**Stored items:**
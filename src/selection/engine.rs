use crate::store::AreaStore;

use super::transform;
use super::{handles, DragMode, Handle, Point, SelectionRect, Size, MIN_SELECTION_SIZE};

/// State captured when a pointer interaction begins.
#[derive(Debug, Clone, Copy)]
struct Press {
    anchor: Point,
    rect: SelectionRect,
}

/// Owns the selection rectangle for one overlay surface and the interaction
/// currently applied to it.
///
/// Every mutating call returns the resulting rectangle; forwarding it to
/// whatever consumes the capture area is the caller's job.
pub struct SelectionEngine<S: AreaStore> {
    store: S,
    display: String,
    host: SelectionRect,
    rect: SelectionRect,
    mode: DragMode,
    press: Option<Press>,
}

impl<S: AreaStore> SelectionEngine<S> {
    pub fn new(store: S, display: impl Into<String>) -> Self {
        Self {
            store,
            display: display.into(),
            host: SelectionRect::default(),
            rect: SelectionRect::default(),
            mode: DragMode::Idle,
            press: None,
        }
    }

    pub fn rect(&self) -> SelectionRect {
        self.rect
    }

    pub fn mode(&self) -> DragMode {
        self.mode
    }

    pub fn display(&self) -> &str {
        &self.display
    }

    pub fn store(&self) -> &S {
        &self.store
    }

    /// Centers `requested` in `host`, unless a remembered area exists for this
    /// display and `force_default` is false. A remembered area is taken as-is.
    pub fn initialize(&mut self, host: SelectionRect, requested: Size, force_default: bool) -> SelectionRect {
        self.host = host;
        self.mode = DragMode::Idle;
        self.press = None;

        let size = Size::new(
            requested.width.max(MIN_SELECTION_SIZE).min(host.width.max(MIN_SELECTION_SIZE)),
            requested.height.max(MIN_SELECTION_SIZE).min(host.height.max(MIN_SELECTION_SIZE)),
        );
        self.rect = host.centered(size);

        if !force_default {
            match self.store.load(&self.display) {
                Ok(Some(saved)) => {
                    tracing::debug!(display = %self.display, ?saved, "Restored remembered area");
                    self.rect = saved;
                }
                Ok(None) => {}
                Err(e) => {
                    tracing::warn!("Failed to read remembered area for {}: {}", self.display, e);
                }
            }
        }

        self.rect
    }

    /// Re-centers a rectangle of `size`, ignoring any remembered area, and
    /// remembers the result.
    pub fn resize(&mut self, size: Size) -> SelectionRect {
        let rect = self.initialize(self.host, size, true);
        self.persist(rect);
        rect
    }

    pub fn hit_test(&self, point: Point) -> Handle {
        handles::hit_test(&self.rect, point)
    }

    /// Chooses the interaction for a press at `point`: a handle wins, then the
    /// rectangle body, otherwise a new rectangle is drawn.
    pub fn begin_interaction(&mut self, point: Point) -> DragMode {
        let inside = self.rect.contains(point);
        self.begin_interaction_with(point, inside)
    }

    /// Like [`begin_interaction`](Self::begin_interaction), with containment
    /// already decided by the caller at press time.
    pub fn begin_interaction_with(&mut self, point: Point, pressed_inside: bool) -> DragMode {
        let handle = self.hit_test(point);
        self.mode = if !handle.is_none() {
            DragMode::Resizing(handle)
        } else if pressed_inside {
            DragMode::Moving
        } else {
            DragMode::Creating
        };
        self.press = Some(Press {
            anchor: point,
            rect: self.rect,
        });
        self.mode
    }

    /// Applies one pointer move. Returns `None` when no interaction is active.
    pub fn update_interaction(&mut self, last: Point, current: Point, bounds: &SelectionRect) -> Option<SelectionRect> {
        let press = self.press?;
        self.rect = transform::update_interaction(
            self.mode, self.rect, press.rect, press.anchor, last, current, bounds,
        );
        Some(self.rect)
    }

    /// Finishes the interaction and remembers the rectangle for this display.
    pub fn end_interaction(&mut self) -> SelectionRect {
        if self.mode == DragMode::Creating && !self.rect.meets_minimum() {
            self.rect = self.rect.with_minimum_size(&self.host);
        }
        self.mode = DragMode::Idle;
        self.press = None;
        self.persist(self.rect);
        self.rect
    }

    /// Drops an in-flight interaction without remembering anything.
    pub fn cancel(&mut self) {
        if let Some(press) = self.press.take() {
            self.rect = press.rect;
        }
        self.mode = DragMode::Idle;
    }

    fn persist(&mut self, rect: SelectionRect) {
        if let Err(e) = self.store.save(&self.display, rect) {
            tracing::warn!("Failed to remember area for {}: {}", self.display, e);
        }
    }
}

#[cfg(test)]
mod tests {
    use super::*;
    use crate::store::{MemoryAreaStore, StoreError, StoreResult};

    const DISPLAY: &str = "Built-in Retina Display";

    fn host() -> SelectionRect {
        SelectionRect::new(0.0, 0.0, 1000.0, 800.0)
    }

    fn engine() -> SelectionEngine<MemoryAreaStore> {
        let mut engine = SelectionEngine::new(MemoryAreaStore::new(), DISPLAY);
        engine.initialize(host(), Size::new(600.0, 450.0), true);
        engine
    }

    struct FailingStore;

    impl AreaStore for FailingStore {
        fn load(&self, _display: &str) -> StoreResult<Option<SelectionRect>> {
            Err(StoreError::Io(std::io::Error::other("unreadable")))
        }

        fn save(&mut self, _display: &str, _rect: SelectionRect) -> StoreResult<()> {
            Err(StoreError::Io(std::io::Error::other("read-only")))
        }
    }

    #[test]
    fn test_initialize_centers_default() {
        let mut engine = SelectionEngine::new(MemoryAreaStore::new(), DISPLAY);
        let rect = engine.initialize(host(), Size::new(600.0, 450.0), true);
        assert_eq!(rect, SelectionRect::new(200.0, 175.0, 600.0, 450.0));
        assert!(engine.mode().is_idle());
    }

    #[test]
    fn test_initialize_prefers_remembered_area() {
        let saved = SelectionRect::new(5.0, 7.0, 11.0, 13.0);
        let mut store = MemoryAreaStore::new();
        store.save(DISPLAY, saved).unwrap();

        let mut engine = SelectionEngine::new(store, DISPLAY);
        // Remembered values are used verbatim, even below the minimum.
        assert_eq!(engine.initialize(host(), Size::new(600.0, 450.0), false), saved);
    }

    #[test]
    fn test_initialize_force_ignores_remembered_area() {
        let mut store = MemoryAreaStore::new();
        store.save(DISPLAY, SelectionRect::new(5.0, 7.0, 300.0, 300.0)).unwrap();

        let mut engine = SelectionEngine::new(store, DISPLAY);
        let rect = engine.initialize(host(), Size::new(600.0, 450.0), true);
        assert_eq!(rect, SelectionRect::new(200.0, 175.0, 600.0, 450.0));
    }

    #[test]
    fn test_initialize_other_display_falls_back() {
        let mut store = MemoryAreaStore::new();
        store.save("External", SelectionRect::new(5.0, 7.0, 300.0, 300.0)).unwrap();

        let mut engine = SelectionEngine::new(store, DISPLAY);
        let rect = engine.initialize(host(), Size::new(600.0, 450.0), false);
        assert_eq!(rect, SelectionRect::new(200.0, 175.0, 600.0, 450.0));
    }

    #[test]
    fn test_initialize_clamps_requested_size() {
        let mut engine = SelectionEngine::new(MemoryAreaStore::new(), DISPLAY);
        let tiny = engine.initialize(host(), Size::new(1.0, 1.0), true);
        assert_eq!(tiny.size(), Size::new(MIN_SELECTION_SIZE, MIN_SELECTION_SIZE));

        let huge = engine.initialize(host(), Size::new(5000.0, 5000.0), true);
        assert_eq!(huge, host());
    }

    #[test]
    fn test_begin_interaction_modes() {
        let mut engine = engine();
        assert_eq!(
            engine.begin_interaction(Point::new(200.0, 175.0 + 225.0)),
            DragMode::Resizing(Handle::Left)
        );
        engine.end_interaction();

        assert_eq!(engine.begin_interaction(Point::new(500.0, 400.0)), DragMode::Moving);
        engine.end_interaction();

        assert_eq!(engine.begin_interaction(Point::new(50.0, 50.0)), DragMode::Creating);
        engine.end_interaction();
        assert!(engine.mode().is_idle());
    }

    #[test]
    fn test_begin_interaction_with_cached_containment() {
        let mut engine = engine();
        let body = Point::new(500.0, 400.0);
        assert_eq!(engine.begin_interaction_with(body, true), DragMode::Moving);
        engine.cancel();
        assert_eq!(engine.begin_interaction_with(body, false), DragMode::Creating);
        engine.cancel();

        // A handle wins regardless of containment.
        let right = Point::new(801.0, 400.0);
        assert_eq!(
            engine.begin_interaction_with(right, false),
            DragMode::Resizing(Handle::Right)
        );
    }

    #[test]
    fn test_update_without_press_is_ignored() {
        let mut engine = engine();
        let before = engine.rect();
        assert!(engine
            .update_interaction(Point::new(0.0, 0.0), Point::new(10.0, 10.0), &host())
            .is_none());
        assert_eq!(engine.rect(), before);
    }

    #[test]
    fn test_resize_drag_sequence() {
        let mut engine = engine();
        // Right handle box center.
        let start = Point::new(801.0, 400.0);
        assert_eq!(engine.begin_interaction(start), DragMode::Resizing(Handle::Right));

        let mid = Point::new(821.0, 400.0);
        engine.update_interaction(start, mid, &host());
        let end = Point::new(851.0, 410.0);
        let rect = engine.update_interaction(mid, end, &host()).unwrap();
        assert_eq!(rect, SelectionRect::new(200.0, 175.0, 650.0, 450.0));
    }

    #[test]
    fn test_move_drag_is_relative_to_press() {
        let mut engine = engine();
        let anchor = Point::new(500.0, 400.0);
        engine.begin_interaction(anchor);
        engine.update_interaction(anchor, Point::new(520.0, 400.0), &host());
        let rect = engine
            .update_interaction(Point::new(520.0, 400.0), Point::new(540.0, 390.0), &host())
            .unwrap();
        assert_eq!(rect, SelectionRect::new(240.0, 165.0, 600.0, 450.0));
    }

    #[test]
    fn test_end_interaction_round_trips_through_store() {
        let mut engine = engine();
        let anchor = Point::new(500.0, 400.0);
        engine.begin_interaction(anchor);
        engine.update_interaction(anchor, Point::new(450.0, 300.0), &host());
        let committed = engine.end_interaction();

        let store = std::mem::take(&mut engine.store);
        let mut reopened = SelectionEngine::new(store, DISPLAY);
        assert_eq!(
            reopened.initialize(host(), Size::new(600.0, 450.0), false),
            committed
        );
    }

    #[test]
    fn test_tiny_created_rect_is_floored_on_release() {
        let mut engine = engine();
        let anchor = Point::new(50.0, 50.0);
        engine.begin_interaction(anchor);
        engine.update_interaction(anchor, Point::new(53.0, 52.0), &host());
        let rect = engine.end_interaction();
        assert_eq!(rect, SelectionRect::new(50.0, 50.0, 20.0, 20.0));
    }

    #[test]
    fn test_cancel_restores_and_skips_persist() {
        let mut engine = engine();
        let before = engine.rect();
        let anchor = Point::new(500.0, 400.0);
        engine.begin_interaction(anchor);
        engine.update_interaction(anchor, Point::new(600.0, 500.0), &host());
        engine.cancel();

        assert_eq!(engine.rect(), before);
        assert!(engine.mode().is_idle());
        assert!(engine.store().load(DISPLAY).unwrap().is_none());
    }

    #[test]
    fn test_resize_recenters_and_persists() {
        let mut engine = engine();
        let rect = engine.resize(Size::new(400.0, 300.0));
        assert_eq!(rect, SelectionRect::new(300.0, 250.0, 400.0, 300.0));
        assert_eq!(engine.store().load(DISPLAY).unwrap(), Some(rect));
    }

    #[test]
    fn test_store_failures_are_not_fatal() {
        let mut engine = SelectionEngine::new(FailingStore, DISPLAY);
        let rect = engine.initialize(host(), Size::new(600.0, 450.0), false);
        assert_eq!(rect, SelectionRect::new(200.0, 175.0, 600.0, 450.0));

        engine.begin_interaction(Point::new(500.0, 400.0));
        assert_eq!(engine.end_interaction(), rect);
    }
}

**TASK ITEM:**
Among the lines above, find those with the word "start". Copy them.

**EXPECTED ANSWER:**
        let start = Point::new(801.0, 400.0);
        assert_eq!(engine.begin_interaction(start), DragMode::Resizing(Handle::Right));
        engine.update_interaction(start, mid, &host());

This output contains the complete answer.